Another common experience for first-year students is the First-Year Seminar (FYS), which takes place during Block 1. Since it became a degree requirement in 2011, FYS has always attempted to assist students with their transition into college academics and, in particular, into One Course At A Time. This fall students will have a newly transformed FYS experience, because all 19 first-year sections will share common coursework and texts.
“The First-Year Seminar courses are less about the content, which will have a liberal arts focus, and more about the skills new students will need to support their success,” says Associate Dean of the College and Professor of Sociology Erin Davis. “Having similar experiences and being able to share their ideas in and out of the classroom on common texts helps create community amongst students.”
All FYS sections will share a common syllabus, encouraging creative and critical thinking about works from a variety of disciplines. Although all 19 sections will have their own professors, students across sections will focus on cultivating careful reading, discussion, and writing skills. Academic support services and resources, as well as a student success component, will be introduced to the students, emphasizing personal well-being, social connectedness, and academic preparedness.
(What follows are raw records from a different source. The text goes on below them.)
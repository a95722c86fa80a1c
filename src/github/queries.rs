//! GitHub endpoint URLs and GraphQL query text

/// GraphQL endpoint
pub const GITHUB_GRAPHQL_URL: &str = "https://api.github.com/graphql";

/// REST lookup endpoint for opaque numeric repository ids
pub const GITHUB_REPOSITORY_ID_URL: &str = "https://api.github.com/repositories/";

/// Query for the current key's rate limit, without spending quota
pub const RATE_LIMIT_QUERY: &str = r#"
query {
  rateLimit(dryRun:true) {
    limit,
    cost,
    remaining,
    resetAt
  }
}
"#;

/// Query for one repository's metadata plus the rate limit in one round trip
pub const REPOSITORY_QUERY: &str = r#"
query GetRepo($owner: String!, $name: String!) {
  repository(owner:$owner, name:$name) {
    id,
    name,
    owner {
      login
    },
    homepageUrl,
    openGraphImageUrl,
    createdAt,
    updatedAt,
    pushedAt,
    description,
    diskUsage,
    forkCount,
    hasWikiEnabled,
    hasIssuesEnabled,
    hasProjectsEnabled,
    isArchived,
    isDisabled,
    isEmpty,
    isFork,
    isLocked,
    isMirror,
    isPrivate,
    isTemplate,
    mergeCommitAllowed,

    watchers(first:1){
      totalCount
    },

    stargazers(first:1){
      totalCount
    },

    commitComments(first:1){
      totalCount
    },

    pullRequests {
      totalCount
    },

    releases(first:1) {
      totalCount
    },

    primaryLanguage {
      name
    },

    languages(first:100) {
      nodes {
        name
      }
    },

    labels(first:1) {
      totalCount
    },

    licenseInfo {
      name
    },

    deployments {
      totalCount
    },

    repositoryTopics(first:100){
      nodes {
        topic{
          name
        }
      }
    },
  },

  rateLimit {
    limit,
    cost,
    remaining,
    resetAt
  }
}
"#;
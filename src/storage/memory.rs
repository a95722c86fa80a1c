//! In-memory document store

use crate::storage::{Document, ResultStore, StoreError, StoreResult};
use async_trait::async_trait;
use std::collections::HashMap;
use tokio::sync::Mutex;

/// Upsert-by-id store backed by a hash map
///
/// Reference implementation of [`ResultStore`], used by tests and the
/// binary's memory mode.
#[derive(Debug, Default)]
pub struct MemoryStore {
    documents: Mutex<HashMap<String, Document>>,
}

impl MemoryStore {
    /// Creates an empty store
    pub fn new() -> Self {
        Self::default()
    }
}

#[async_trait]
impl ResultStore for MemoryStore {
    async fn put(&self, document: &Document) -> StoreResult<()> {
        let key = document.id_key().ok_or(StoreError::MissingId)?;
        self.documents.lock().await.insert(key, document.clone());
        Ok(())
    }

    async fn get(&self, id: &str) -> StoreResult<Option<Document>> {
        Ok(self.documents.lock().await.get(id).cloned())
    }

    async fn count(&self) -> StoreResult<usize> {
        Ok(self.documents.lock().await.len())
    }

    async fn delete_all(&self) -> StoreResult<()> {
        self.documents.lock().await.clear();
        Ok(())
    }
}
“All the students will start out on the same playing field,” says Registrar Megan Hicks. “The professors are not necessarily teaching in their area of expertise, so they are learning some of the content right along with the students. They are demonstrating the importance of lifelong learning. FYS is more about learning how to learn and how to take in new content, rather than about the specific content areas.”
In a course dedicated to teaching students how to learn, it makes sense that the students would end their course writing a final reflection, a piece referred to as the Final Curated Journal. In this final assignment, all the liberal arts components of the First-Year Seminar come together as told by the students themselves.
Students will read part or all of the following:
- David Christian, “This Fleeting World: A Short History of Humanity”
- Rene Descartes, “Meditations on First Philosophy” (1 & 2)
- Ta-Nehisi Coates, “Letter to My Son”
- Natasha Trethewey, “Native Guard”
- Carlo Rovelli, “Seven Brief Lessons on Physics”
- Alison Bechdel, “Fun Home”
- Brown, Roediger Ill, and McDaniel, “Make it Stick: The Science of Successful Learning”
- Keith Hjortshoj, “The Transition to College Writing”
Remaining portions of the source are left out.